Stored data:
···
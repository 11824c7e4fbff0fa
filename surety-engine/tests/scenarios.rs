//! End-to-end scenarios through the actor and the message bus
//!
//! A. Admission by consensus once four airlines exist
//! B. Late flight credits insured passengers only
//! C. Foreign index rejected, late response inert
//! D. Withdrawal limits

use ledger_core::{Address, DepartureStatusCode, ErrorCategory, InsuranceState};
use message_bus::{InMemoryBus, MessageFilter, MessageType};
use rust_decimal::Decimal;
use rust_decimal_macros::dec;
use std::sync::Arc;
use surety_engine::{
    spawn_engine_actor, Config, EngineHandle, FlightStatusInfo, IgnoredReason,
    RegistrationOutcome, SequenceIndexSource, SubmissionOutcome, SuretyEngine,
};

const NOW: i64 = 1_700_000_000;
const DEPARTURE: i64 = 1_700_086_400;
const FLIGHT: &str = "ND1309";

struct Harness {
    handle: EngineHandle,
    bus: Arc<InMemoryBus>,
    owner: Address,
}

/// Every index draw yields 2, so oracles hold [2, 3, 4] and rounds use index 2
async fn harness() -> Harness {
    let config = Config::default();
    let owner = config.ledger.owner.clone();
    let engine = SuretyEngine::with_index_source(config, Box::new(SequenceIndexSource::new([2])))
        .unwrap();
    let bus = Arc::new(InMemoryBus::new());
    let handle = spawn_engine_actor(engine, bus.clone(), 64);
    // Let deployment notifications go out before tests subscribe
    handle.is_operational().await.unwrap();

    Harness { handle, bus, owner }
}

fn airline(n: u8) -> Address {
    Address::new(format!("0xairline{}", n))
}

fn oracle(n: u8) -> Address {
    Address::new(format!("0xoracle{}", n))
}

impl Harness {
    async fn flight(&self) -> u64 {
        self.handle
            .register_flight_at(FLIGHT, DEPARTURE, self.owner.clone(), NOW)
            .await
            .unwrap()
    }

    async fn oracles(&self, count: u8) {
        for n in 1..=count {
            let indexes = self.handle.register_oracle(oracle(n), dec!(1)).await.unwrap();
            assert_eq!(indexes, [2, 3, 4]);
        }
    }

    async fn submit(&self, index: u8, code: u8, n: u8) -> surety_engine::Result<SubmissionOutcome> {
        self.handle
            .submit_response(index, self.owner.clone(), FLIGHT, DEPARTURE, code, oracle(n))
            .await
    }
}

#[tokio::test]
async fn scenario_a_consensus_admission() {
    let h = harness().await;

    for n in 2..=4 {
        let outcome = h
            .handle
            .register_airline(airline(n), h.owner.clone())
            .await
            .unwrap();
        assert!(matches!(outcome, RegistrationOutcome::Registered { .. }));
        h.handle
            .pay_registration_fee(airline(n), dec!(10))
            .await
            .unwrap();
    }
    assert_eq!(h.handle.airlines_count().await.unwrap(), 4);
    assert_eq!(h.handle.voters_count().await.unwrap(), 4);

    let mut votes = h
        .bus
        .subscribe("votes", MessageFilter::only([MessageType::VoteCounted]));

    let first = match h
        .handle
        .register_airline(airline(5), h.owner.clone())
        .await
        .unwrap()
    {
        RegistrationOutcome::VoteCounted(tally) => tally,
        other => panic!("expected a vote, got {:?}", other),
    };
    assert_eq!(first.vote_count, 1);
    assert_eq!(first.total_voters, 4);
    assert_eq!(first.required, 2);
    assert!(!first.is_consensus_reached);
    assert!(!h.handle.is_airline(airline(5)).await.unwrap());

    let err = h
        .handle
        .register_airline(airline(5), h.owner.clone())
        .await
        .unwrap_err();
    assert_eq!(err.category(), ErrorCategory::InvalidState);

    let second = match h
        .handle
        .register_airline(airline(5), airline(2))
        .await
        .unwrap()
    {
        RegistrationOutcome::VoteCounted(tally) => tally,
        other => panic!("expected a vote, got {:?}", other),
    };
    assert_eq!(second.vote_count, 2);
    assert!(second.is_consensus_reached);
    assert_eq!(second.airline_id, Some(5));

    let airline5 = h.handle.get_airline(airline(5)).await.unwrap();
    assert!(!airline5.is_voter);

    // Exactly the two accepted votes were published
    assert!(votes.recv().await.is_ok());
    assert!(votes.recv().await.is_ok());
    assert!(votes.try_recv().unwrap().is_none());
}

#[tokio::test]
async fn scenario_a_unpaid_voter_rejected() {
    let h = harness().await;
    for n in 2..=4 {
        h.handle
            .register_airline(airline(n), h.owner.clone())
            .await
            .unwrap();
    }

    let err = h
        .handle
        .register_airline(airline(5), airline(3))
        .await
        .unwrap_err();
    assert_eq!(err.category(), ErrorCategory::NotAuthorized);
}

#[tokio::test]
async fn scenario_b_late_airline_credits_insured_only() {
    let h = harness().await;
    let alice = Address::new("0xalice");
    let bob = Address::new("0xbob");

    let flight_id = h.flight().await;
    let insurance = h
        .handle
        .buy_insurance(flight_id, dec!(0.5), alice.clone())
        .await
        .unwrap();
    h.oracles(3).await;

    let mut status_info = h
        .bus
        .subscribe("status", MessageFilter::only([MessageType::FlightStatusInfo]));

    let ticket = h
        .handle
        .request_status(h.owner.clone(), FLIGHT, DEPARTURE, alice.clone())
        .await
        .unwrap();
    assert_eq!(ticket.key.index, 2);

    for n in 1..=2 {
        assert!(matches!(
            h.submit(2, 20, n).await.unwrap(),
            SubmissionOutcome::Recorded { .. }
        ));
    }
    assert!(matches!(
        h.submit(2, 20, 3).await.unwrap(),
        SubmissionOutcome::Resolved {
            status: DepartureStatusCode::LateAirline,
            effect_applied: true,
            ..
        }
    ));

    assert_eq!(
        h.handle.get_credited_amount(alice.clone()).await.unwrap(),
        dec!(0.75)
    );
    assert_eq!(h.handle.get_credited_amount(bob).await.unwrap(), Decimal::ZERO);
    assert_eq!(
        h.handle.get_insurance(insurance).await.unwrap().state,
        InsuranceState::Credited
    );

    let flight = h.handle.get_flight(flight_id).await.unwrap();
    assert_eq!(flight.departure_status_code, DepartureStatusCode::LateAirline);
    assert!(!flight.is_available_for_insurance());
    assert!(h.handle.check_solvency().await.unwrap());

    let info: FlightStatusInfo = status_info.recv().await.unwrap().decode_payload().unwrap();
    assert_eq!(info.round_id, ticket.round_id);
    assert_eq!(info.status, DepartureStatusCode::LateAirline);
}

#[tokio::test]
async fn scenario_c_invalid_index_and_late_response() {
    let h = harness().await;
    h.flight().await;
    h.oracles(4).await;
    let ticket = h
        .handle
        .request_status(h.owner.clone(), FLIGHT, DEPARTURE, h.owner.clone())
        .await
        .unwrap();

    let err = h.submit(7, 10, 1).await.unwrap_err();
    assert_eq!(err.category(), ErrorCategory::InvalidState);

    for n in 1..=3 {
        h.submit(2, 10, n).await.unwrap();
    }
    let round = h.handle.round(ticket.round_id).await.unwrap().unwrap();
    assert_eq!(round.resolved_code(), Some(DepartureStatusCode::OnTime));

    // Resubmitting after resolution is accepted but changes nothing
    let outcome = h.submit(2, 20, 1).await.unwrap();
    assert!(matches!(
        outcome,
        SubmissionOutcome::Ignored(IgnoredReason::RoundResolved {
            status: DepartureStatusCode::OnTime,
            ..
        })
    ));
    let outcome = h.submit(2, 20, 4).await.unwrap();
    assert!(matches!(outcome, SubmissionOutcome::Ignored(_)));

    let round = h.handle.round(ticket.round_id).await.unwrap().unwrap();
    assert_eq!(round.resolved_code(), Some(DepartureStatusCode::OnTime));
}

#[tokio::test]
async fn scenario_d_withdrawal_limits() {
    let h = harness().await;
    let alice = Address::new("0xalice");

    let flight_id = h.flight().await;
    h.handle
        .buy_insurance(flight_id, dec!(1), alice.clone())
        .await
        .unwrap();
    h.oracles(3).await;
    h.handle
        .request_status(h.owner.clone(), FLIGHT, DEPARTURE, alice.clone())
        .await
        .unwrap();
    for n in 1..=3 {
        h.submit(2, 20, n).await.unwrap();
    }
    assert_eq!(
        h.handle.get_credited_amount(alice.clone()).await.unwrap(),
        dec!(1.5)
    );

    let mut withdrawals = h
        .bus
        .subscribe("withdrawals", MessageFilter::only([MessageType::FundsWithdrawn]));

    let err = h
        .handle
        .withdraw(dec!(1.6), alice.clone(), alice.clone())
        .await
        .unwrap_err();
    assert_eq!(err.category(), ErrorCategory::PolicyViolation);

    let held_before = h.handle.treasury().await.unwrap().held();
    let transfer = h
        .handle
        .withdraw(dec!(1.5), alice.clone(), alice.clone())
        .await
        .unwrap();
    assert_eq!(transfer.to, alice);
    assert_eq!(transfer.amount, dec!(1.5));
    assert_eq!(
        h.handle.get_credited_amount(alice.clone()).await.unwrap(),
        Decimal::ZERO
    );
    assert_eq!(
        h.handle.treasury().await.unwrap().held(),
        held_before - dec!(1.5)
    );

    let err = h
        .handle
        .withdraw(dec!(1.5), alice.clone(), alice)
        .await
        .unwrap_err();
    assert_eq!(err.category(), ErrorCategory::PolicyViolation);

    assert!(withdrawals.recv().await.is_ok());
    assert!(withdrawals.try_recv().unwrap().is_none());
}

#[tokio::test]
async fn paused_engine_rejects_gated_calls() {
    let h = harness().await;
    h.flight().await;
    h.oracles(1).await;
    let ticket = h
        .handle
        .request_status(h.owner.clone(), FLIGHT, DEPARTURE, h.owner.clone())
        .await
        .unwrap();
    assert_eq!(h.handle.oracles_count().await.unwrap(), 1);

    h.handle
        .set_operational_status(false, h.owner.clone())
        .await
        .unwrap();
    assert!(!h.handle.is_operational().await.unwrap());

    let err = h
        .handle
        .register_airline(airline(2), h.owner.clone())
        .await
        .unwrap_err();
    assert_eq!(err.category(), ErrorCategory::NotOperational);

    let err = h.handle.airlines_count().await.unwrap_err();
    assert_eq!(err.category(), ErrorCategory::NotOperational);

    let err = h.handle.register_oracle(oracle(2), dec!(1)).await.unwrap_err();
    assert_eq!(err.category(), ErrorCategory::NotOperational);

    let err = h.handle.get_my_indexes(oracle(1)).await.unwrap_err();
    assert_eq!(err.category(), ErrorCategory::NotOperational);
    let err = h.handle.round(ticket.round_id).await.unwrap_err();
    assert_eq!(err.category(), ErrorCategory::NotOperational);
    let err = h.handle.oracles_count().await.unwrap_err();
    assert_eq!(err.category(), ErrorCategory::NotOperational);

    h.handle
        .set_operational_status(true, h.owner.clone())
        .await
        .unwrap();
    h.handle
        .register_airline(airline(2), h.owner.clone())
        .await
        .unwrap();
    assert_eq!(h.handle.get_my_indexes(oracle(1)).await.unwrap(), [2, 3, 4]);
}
···
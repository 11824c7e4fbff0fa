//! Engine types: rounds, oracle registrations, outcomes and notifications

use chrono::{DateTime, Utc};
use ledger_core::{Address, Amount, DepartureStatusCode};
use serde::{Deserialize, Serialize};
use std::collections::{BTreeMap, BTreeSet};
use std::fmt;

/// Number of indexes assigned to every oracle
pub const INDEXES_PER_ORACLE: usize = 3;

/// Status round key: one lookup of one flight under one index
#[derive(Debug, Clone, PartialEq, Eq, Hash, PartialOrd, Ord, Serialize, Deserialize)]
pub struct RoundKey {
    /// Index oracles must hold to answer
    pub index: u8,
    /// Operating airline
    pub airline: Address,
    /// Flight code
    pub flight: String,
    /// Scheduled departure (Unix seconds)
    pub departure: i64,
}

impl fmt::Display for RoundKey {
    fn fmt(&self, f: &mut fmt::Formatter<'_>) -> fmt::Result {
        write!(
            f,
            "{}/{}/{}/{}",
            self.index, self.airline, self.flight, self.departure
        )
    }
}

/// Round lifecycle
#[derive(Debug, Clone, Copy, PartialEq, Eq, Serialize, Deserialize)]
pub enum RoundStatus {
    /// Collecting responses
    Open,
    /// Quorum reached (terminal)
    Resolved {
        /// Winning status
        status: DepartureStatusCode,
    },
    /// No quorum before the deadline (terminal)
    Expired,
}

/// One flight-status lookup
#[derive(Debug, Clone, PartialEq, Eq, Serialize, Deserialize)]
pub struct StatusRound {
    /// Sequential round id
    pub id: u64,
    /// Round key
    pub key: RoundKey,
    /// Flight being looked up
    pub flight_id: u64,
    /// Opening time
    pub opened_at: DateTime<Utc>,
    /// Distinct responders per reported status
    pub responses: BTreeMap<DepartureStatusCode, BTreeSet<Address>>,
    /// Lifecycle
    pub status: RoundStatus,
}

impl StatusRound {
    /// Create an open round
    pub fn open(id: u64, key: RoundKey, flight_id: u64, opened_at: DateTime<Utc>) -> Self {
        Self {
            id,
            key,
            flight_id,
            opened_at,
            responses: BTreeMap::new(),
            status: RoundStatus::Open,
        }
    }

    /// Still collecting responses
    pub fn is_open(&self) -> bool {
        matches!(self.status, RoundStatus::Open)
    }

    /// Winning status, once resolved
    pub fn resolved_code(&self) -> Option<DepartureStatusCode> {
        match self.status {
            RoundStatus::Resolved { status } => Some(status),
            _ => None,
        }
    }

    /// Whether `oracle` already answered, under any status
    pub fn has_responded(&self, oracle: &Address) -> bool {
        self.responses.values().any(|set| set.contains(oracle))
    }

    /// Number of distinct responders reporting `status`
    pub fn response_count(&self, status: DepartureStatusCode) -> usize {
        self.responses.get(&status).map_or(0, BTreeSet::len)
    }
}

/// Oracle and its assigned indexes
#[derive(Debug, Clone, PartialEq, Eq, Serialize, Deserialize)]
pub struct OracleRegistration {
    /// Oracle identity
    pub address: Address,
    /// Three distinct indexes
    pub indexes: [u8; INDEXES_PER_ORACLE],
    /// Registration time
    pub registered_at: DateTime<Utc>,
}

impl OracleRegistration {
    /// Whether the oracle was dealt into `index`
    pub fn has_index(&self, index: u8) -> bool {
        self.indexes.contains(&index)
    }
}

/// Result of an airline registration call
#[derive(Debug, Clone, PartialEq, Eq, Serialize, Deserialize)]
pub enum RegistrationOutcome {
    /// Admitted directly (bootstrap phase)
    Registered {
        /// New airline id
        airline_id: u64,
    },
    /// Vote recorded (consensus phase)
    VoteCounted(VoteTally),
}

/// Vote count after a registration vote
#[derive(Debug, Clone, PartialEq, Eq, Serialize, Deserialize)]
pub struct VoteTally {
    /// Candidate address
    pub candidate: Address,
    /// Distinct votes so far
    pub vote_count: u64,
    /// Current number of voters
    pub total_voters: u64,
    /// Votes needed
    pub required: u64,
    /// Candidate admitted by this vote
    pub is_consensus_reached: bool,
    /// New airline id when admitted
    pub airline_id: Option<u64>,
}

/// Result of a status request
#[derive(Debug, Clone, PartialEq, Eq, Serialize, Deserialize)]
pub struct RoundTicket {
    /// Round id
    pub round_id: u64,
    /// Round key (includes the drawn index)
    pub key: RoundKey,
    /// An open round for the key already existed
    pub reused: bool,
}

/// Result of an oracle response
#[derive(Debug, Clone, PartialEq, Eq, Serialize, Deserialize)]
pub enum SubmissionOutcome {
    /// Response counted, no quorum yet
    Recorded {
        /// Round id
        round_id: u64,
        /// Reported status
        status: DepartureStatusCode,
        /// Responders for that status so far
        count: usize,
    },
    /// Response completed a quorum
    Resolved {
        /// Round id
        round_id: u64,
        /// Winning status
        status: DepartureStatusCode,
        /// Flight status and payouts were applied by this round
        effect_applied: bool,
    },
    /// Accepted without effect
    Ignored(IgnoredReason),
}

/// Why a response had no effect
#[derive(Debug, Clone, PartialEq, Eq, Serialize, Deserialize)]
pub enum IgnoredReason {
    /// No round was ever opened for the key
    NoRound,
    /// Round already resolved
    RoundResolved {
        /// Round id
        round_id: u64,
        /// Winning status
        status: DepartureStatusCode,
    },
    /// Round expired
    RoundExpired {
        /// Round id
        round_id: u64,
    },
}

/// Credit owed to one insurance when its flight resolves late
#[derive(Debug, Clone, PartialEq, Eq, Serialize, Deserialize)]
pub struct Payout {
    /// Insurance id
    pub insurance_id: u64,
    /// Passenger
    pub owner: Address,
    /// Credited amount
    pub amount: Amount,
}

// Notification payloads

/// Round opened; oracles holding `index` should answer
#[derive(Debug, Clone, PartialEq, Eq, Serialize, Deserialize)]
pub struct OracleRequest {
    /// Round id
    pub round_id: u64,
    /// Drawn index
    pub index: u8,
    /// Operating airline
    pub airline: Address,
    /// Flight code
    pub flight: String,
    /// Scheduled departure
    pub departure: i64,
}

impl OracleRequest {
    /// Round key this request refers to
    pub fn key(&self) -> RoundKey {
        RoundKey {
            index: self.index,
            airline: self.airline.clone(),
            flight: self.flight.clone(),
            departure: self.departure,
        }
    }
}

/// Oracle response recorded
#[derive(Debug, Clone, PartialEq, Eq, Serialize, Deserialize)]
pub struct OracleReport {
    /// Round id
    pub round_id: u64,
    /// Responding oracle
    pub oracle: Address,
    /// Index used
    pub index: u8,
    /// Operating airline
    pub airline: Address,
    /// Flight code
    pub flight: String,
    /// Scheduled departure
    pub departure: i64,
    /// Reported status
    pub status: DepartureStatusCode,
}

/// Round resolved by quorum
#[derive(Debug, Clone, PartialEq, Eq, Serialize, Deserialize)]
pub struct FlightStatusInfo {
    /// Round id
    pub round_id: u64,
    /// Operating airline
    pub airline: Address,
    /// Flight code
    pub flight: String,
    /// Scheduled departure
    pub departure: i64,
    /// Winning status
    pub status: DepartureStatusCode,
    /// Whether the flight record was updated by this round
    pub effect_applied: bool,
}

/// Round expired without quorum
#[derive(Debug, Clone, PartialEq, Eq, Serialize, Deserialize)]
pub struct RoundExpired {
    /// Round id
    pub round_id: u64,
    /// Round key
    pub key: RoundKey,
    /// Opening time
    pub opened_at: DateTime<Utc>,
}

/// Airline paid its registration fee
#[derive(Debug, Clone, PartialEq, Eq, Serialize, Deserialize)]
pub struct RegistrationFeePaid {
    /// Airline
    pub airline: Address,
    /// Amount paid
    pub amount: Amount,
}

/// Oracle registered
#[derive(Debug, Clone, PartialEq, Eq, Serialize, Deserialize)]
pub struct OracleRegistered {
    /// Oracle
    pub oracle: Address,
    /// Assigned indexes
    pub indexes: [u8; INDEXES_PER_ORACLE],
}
···
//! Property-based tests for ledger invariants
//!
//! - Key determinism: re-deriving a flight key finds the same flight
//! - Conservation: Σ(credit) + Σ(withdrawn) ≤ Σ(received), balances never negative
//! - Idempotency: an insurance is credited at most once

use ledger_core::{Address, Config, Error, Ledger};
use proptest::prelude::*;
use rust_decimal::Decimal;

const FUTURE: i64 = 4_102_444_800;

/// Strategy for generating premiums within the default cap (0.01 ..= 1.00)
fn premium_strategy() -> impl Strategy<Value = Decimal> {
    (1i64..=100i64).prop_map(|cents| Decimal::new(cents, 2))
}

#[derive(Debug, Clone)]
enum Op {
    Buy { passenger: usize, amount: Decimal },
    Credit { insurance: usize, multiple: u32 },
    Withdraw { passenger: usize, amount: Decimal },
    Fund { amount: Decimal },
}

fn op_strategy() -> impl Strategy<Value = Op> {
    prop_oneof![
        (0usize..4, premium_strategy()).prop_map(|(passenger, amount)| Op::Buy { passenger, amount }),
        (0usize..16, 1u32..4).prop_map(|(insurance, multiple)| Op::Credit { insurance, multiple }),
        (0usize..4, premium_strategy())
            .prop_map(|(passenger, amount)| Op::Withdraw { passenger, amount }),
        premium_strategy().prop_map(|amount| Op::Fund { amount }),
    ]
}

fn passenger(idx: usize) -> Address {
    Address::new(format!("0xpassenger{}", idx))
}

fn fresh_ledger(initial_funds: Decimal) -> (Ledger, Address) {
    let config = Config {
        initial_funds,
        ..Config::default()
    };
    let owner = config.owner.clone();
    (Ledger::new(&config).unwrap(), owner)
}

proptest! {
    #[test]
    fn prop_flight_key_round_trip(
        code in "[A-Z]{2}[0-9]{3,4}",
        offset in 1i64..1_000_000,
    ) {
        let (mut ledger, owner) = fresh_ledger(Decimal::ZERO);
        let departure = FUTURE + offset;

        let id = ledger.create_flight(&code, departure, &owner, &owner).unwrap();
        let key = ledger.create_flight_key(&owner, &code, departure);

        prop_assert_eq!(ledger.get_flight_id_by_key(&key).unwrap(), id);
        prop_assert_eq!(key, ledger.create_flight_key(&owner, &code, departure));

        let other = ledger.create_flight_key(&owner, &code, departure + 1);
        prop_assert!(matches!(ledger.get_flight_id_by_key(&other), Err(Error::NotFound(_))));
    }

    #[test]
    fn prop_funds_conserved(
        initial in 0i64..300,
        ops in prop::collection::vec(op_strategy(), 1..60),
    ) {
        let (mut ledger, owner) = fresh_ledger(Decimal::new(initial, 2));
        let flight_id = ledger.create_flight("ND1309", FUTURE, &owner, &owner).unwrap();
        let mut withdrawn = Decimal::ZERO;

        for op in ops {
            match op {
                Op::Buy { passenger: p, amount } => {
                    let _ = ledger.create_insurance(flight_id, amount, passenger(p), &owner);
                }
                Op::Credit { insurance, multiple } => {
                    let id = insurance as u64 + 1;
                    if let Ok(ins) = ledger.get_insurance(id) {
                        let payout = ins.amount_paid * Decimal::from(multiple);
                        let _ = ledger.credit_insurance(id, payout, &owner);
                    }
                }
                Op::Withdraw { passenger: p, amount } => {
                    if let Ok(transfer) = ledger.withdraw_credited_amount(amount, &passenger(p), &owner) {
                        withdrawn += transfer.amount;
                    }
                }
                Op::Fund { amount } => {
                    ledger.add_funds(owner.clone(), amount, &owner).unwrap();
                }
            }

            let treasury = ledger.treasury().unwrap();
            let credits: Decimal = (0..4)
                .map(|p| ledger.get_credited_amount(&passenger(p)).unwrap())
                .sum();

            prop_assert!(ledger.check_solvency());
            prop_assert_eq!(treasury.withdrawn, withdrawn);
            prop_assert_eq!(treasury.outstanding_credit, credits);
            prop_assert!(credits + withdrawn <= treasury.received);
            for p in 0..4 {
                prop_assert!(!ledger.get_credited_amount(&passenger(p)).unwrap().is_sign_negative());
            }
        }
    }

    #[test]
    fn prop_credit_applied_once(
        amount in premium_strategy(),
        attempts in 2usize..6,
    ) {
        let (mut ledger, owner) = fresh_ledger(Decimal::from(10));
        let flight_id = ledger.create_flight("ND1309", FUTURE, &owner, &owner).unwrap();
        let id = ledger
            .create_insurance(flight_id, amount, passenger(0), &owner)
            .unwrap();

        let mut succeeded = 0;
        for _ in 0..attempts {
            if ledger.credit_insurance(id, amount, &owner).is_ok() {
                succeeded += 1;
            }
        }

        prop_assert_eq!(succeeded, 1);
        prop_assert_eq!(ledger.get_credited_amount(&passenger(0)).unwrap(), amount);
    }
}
···
◆ WHAT IS REQUIRED: Take the entries above and copy out all lines with the string "Some".

◆ ANSWER TO THE PROBLEM:
    assert_eq!(second.airline_id, Some(5));
    assert_eq!(round.resolved_code(), Some(DepartureStatusCode::OnTime));
    assert_eq!(round.resolved_code(), Some(DepartureStatusCode::OnTime));
            RoundStatus::Resolved { status } => Some(status),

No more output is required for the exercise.